Membedah Makna Agung Sifat Qidam
Pengantar: Sebuah Pertanyaan Mendasar tentang Keberadaan
Setiap insan yang berpikir pasti pernah merenung tentang asal-usul segala sesuatu. Dari mana datangnya alam semesta yang maha luas ini? Apa yang ada sebelum bintang-bintang pertama kali berpijar? Pertanyaan-pertanyaan ini membawa kita pada sebuah pencarian akan titik awal, sebuah permulaan. Dalam akidah Islam, khususnya dalam pembahasan Sifat Wajib bagi Allah SWT, kita diperkenalkan pada sebuah konsep yang menjawab pertanyaan ini secara fundamental dan menentramkan jiwa. Konsep itu adalah Qidam.
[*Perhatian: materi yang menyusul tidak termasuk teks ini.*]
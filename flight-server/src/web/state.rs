//! Application state for the web layer.

use std::sync::Arc;

use crate::catalog::Catalog;
use crate::inventory::SeatInventory;
use crate::planner::{AirportGraph, ItineraryBuilder};

/// Shared application state.
///
/// Holds the immutable network snapshot and the live catalog/inventory,
/// plus the builder wired over all three.
#[derive(Clone)]
pub struct AppState {
    /// Airport network snapshot
    pub graph: Arc<AirportGraph>,

    /// Flight catalog, price-indexed per route
    pub catalog: Arc<Catalog>,

    /// Per-flight seat counters
    pub inventory: Arc<SeatInventory>,

    /// Itinerary planner over the three snapshots above
    pub builder: Arc<ItineraryBuilder>,
}

impl AppState {
    /// Create a new app state.
    pub fn new(graph: AirportGraph, catalog: Catalog, inventory: SeatInventory) -> Self {
        let graph = Arc::new(graph);
        let catalog = Arc::new(catalog);
        let inventory = Arc::new(inventory);
        let builder = Arc::new(ItineraryBuilder::new(
            Arc::clone(&graph),
            Arc::clone(&catalog),
            Arc::clone(&inventory),
        ));

        Self {
            graph,
            catalog,
            inventory,
            builder,
        }
    }
}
Qidam bukanlah sekadar kata dalam daftar Sifat 20. Ia adalah pilar utama tauhid, sebuah sifat yang membedakan secara mutlak antara Sang Pencipta (Al-Khaliq) dengan ciptaan-Nya (makhluk). Memahami Qidam secara mendalam berarti memahami keagungan Allah yang tak terikat oleh dimensi waktu yang menjerat seluruh ciptaan-Nya. Artikel ini akan mengajak kita untuk menyelami makna Qidam, menjelajahi dalil-dalil yang mengukuhkannya, serta merenungkan implikasi keimanan terhadap sifat ini dalam kehidupan seorang mukmin.
Memahami Makna Qidam: Lebih dari Sekadar 'Terdahulu'
Secara bahasa (etimologi), kata Qidam (ﻗِﺪَﻡ) berasal dari akar kata Arab qa-da-ma (ﻕ-ﺩ-ﻡ) yang berarti mendahului, awal, atau lama. Namun, dalam konteks akidah (terminologi), makna Qidam jauh lebih dalam dan absolut. Qidam berarti wujud Allah SWT tidak didahului oleh ketiadaan. Dengan kata lain, keberadaan-Nya tidak memiliki permulaan. Inilah yang disebut dengan Azali.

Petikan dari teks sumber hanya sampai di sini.